Items from a data source

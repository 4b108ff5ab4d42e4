//! Drives end-to-end scenarios through the real `axum` HTTP surface with `axum-test`'s
//! `TestServer`, including the GET `message` param `+`/space workaround scenario.

use std::sync::Arc;

use axum_test::TestServer;
use base64::{engine::general_purpose::STANDARD as BASE64, Engine};
use der::{Decode, Encode};
use rand::rngs::OsRng;
use rsa::pkcs1v15::SigningKey;
use rsa::RsaPrivateKey;
use scepd_core::dispatcher::DispatcherConfig;
use scepd_core::envelope::{self, ContentEncryptionAlgorithm};
use scepd_core::keystore::{BootstrapPolicy, CaHandle, FileCaStore};
use scepd_core::message::{self, Message, MessageBuilder};
use scepd_service::{create_router, AppState};
use scepd_types::prelude::{MessageType, PkiStatus};
use sha2::Sha256;
use spki::SubjectPublicKeyInfoOwned;
use x509_cert::builder::{Builder, CertificateBuilder, Profile, RequestBuilder};
use x509_cert::name::Name;
use x509_cert::serial_number::SerialNumber;
use x509_cert::time::Validity;
use x509_cert::Certificate;

fn device_identity(subject: &str) -> (Certificate, SigningKey<Sha256>) {
    use pkcs8::EncodePublicKey;

    let mut rng = OsRng;
    let private_key = RsaPrivateKey::new(&mut rng, 2048).unwrap();
    let signing_key = SigningKey::<Sha256>::new(private_key);
    let subject: Name = subject.parse().unwrap();
    let spki_pem = signing_key
        .verifying_key()
        .to_public_key_pem(pkcs8::LineEnding::LF)
        .unwrap();
    let spki = SubjectPublicKeyInfoOwned::from_pem(&spki_pem).unwrap();
    let validity = Validity::from_now(time::Duration::days(365)).unwrap();
    let builder = CertificateBuilder::new(
        Profile::Root,
        SerialNumber::from(1u64),
        validity,
        subject,
        spki,
        &signing_key,
    )
    .unwrap();
    (builder.build().unwrap(), signing_key)
}

fn build_pkcs_req(device_cert: &Certificate, device_key: &SigningKey<Sha256>, ca_cert: &Certificate) -> Vec<u8> {
    let subject: Name = "CN=device-1".parse().unwrap();
    let csr_der = RequestBuilder::new(subject, device_key)
        .unwrap()
        .build::<rsa::pkcs1v15::Signature>()
        .unwrap()
        .to_der()
        .unwrap();

    let sealed = envelope::build(&csr_der, ca_cert, ContentEncryptionAlgorithm::Aes256Cbc).unwrap();
    let spki_der = device_cert
        .tbs_certificate
        .subject_public_key_info
        .to_der()
        .unwrap();
    let txid = message::transaction_id_for_spki(&spki_der);

    MessageBuilder {
        message_type: MessageType::PkcsReq,
        transaction_id: txid,
        pki_status: None,
        fail_info: None,
        recipient_nonce: None,
        pki_envelope: Some(sealed),
        certificates: vec![],
    }
    .build(device_cert, device_key)
    .unwrap()
}

fn test_server(common_name: &str) -> TestServer {
    let dir = tempfile::tempdir().unwrap();
    let store = FileCaStore::new(dir.path());
    let ca = CaHandle::open(
        &store,
        &BootstrapPolicy {
            common_name: common_name.to_string(),
            ..BootstrapPolicy::default()
        },
    )
    .unwrap();
    std::mem::forget(dir); // keep the tempdir alive for the server's lifetime

    let state = AppState {
        ca: Arc::new(ca),
        store: Arc::new(store),
        dispatcher_config: Arc::new(DispatcherConfig::default()),
    };

    TestServer::new(create_router(state)).unwrap()
}

#[tokio::test]
async fn cold_start_get_ca_cert() {
    let server = test_server("Integration Test CA");

    let response = server.get("/?operation=GetCACert").await;
    response.assert_status_ok();
    assert_eq!(
        response.header("content-type"),
        "application/x-x509-ca-cert"
    );

    let cert = Certificate::from_der(response.as_bytes()).unwrap();
    assert_eq!(
        cert.tbs_certificate.subject.to_string(),
        "CN=Integration Test CA"
    );
}

#[tokio::test]
async fn get_ca_caps() {
    let server = test_server("Test CA");

    let response = server.get("/?operation=GetCACaps").await;
    response.assert_status_ok();
    assert_eq!(response.text(), "POSTPKIOperation\nSHA-256\nAES");
}

#[tokio::test]
async fn pkcs_req_happy_path_over_post() {
    let server = test_server("Test CA");

    let ca_cert_bytes = server.get("/?operation=GetCACert").await.as_bytes().to_vec();
    let ca_cert = Certificate::from_der(&ca_cert_bytes).unwrap();

    let (device_cert, device_key) = device_identity("CN=device-1");
    let request_der = build_pkcs_req(&device_cert, &device_key, &ca_cert);

    let response = server
        .post("/?operation=PKIOperation")
        .bytes(request_der.into())
        .await;
    response.assert_status_ok();
    assert_eq!(response.header("content-type"), "application/x-pki-message");

    let reply = Message::parse(response.as_bytes()).unwrap();
    assert_eq!(reply.message_type, MessageType::CertRep);
    assert_eq!(reply.pki_status, Some(PkiStatus::Success));

    let opened = envelope::open(
        reply.enveloped_content.as_deref().unwrap(),
        &device_cert,
        device_key.as_ref(),
    )
    .unwrap();
    let issued = message::parse_degenerate_cms(&opened.content).unwrap();
    assert_eq!(issued.len(), 1);
}

#[tokio::test]
async fn pkcs_req_over_get_with_space_encoded_plus() {
    let server = test_server("Test CA");

    let ca_cert_bytes = server.get("/?operation=GetCACert").await.as_bytes().to_vec();
    let ca_cert = Certificate::from_der(&ca_cert_bytes).unwrap();

    let (device_cert, device_key) = device_identity("CN=device-2");
    let request_der = build_pkcs_req(&device_cert, &device_key, &ca_cert);
    let encoded = BASE64.encode(&request_der);
    // Simulate a client that sent literal '+' as ' '.
    let corrupted = encoded.replace('+', " ");

    let url = format!("/?operation=PKIOperation&message={}", urlencode(&corrupted));
    let response = server.get(&url).await;
    response.assert_status_ok();

    let reply = Message::parse(response.as_bytes()).unwrap();
    assert_eq!(reply.pki_status, Some(PkiStatus::Success));
}

#[tokio::test]
async fn post_with_large_body_succeeds() {
    let server = test_server("Test CA");

    let ca_cert_bytes = server.get("/?operation=GetCACert").await.as_bytes().to_vec();
    let ca_cert = Certificate::from_der(&ca_cert_bytes).unwrap();

    let (device_cert, device_key) = device_identity("CN=device-3");
    let request_der = build_pkcs_req(&device_cert, &device_key, &ca_cert);

    // `axum-test`'s `TestServer` calls into the router in-process and has no knob for
    // Transfer-Encoding, so this exercises the handler against a realistically sized PKIOperation
    // body rather than real chunked framing.
    let response = server
        .post("/?operation=PKIOperation")
        .bytes(request_der.into())
        .await;
    response.assert_status_ok();
    let reply = Message::parse(response.as_bytes()).unwrap();
    assert_eq!(reply.pki_status, Some(PkiStatus::Success));
}

fn urlencode(s: &str) -> String {
    s.chars()
        .map(|c| match c {
            'A'..='Z' | 'a'..='z' | '0'..='9' | '-' | '_' | '.' | '~' => c.to_string(),
            ' ' => "%20".to_string(),
            other => format!("%{:02X}", other as u32),
        })
        .collect()
}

- [EXERCISE BRIEF]
What you return should be the lines from the start of the data through the line with "use x509_cert::Certificate;", quoted exactly and nothing more.

- [EXERCISE SOLUTION]
repository 4b108ff5ab4d42e4
//! Drives end-to-end scenarios through the real `axum` HTTP surface with `axum-test`'s
//! `TestServer`, including the GET `message` param `+`/space workaround scenario.

use std::sync::Arc;

use axum_test::TestServer;
use base64::{engine::general_purpose::STANDARD as BASE64, Engine};
use der::{Decode, Encode};
use rand::rngs::OsRng;
use rsa::pkcs1v15::SigningKey;
use rsa::RsaPrivateKey;
use scepd_core::dispatcher::DispatcherConfig;
use scepd_core::envelope::{self, ContentEncryptionAlgorithm};
use scepd_core::keystore::{BootstrapPolicy, CaHandle, FileCaStore};
use scepd_core::message::{self, Message, MessageBuilder};
use scepd_service::{create_router, AppState};
use scepd_types::prelude::{MessageType, PkiStatus};
use sha2::Sha256;
use spki::SubjectPublicKeyInfoOwned;
use x509_cert::builder::{Builder, CertificateBuilder, Profile, RequestBuilder};
use x509_cert::name::Name;
use x509_cert::serial_number::SerialNumber;
use x509_cert::time::Validity;
use x509_cert::Certificate;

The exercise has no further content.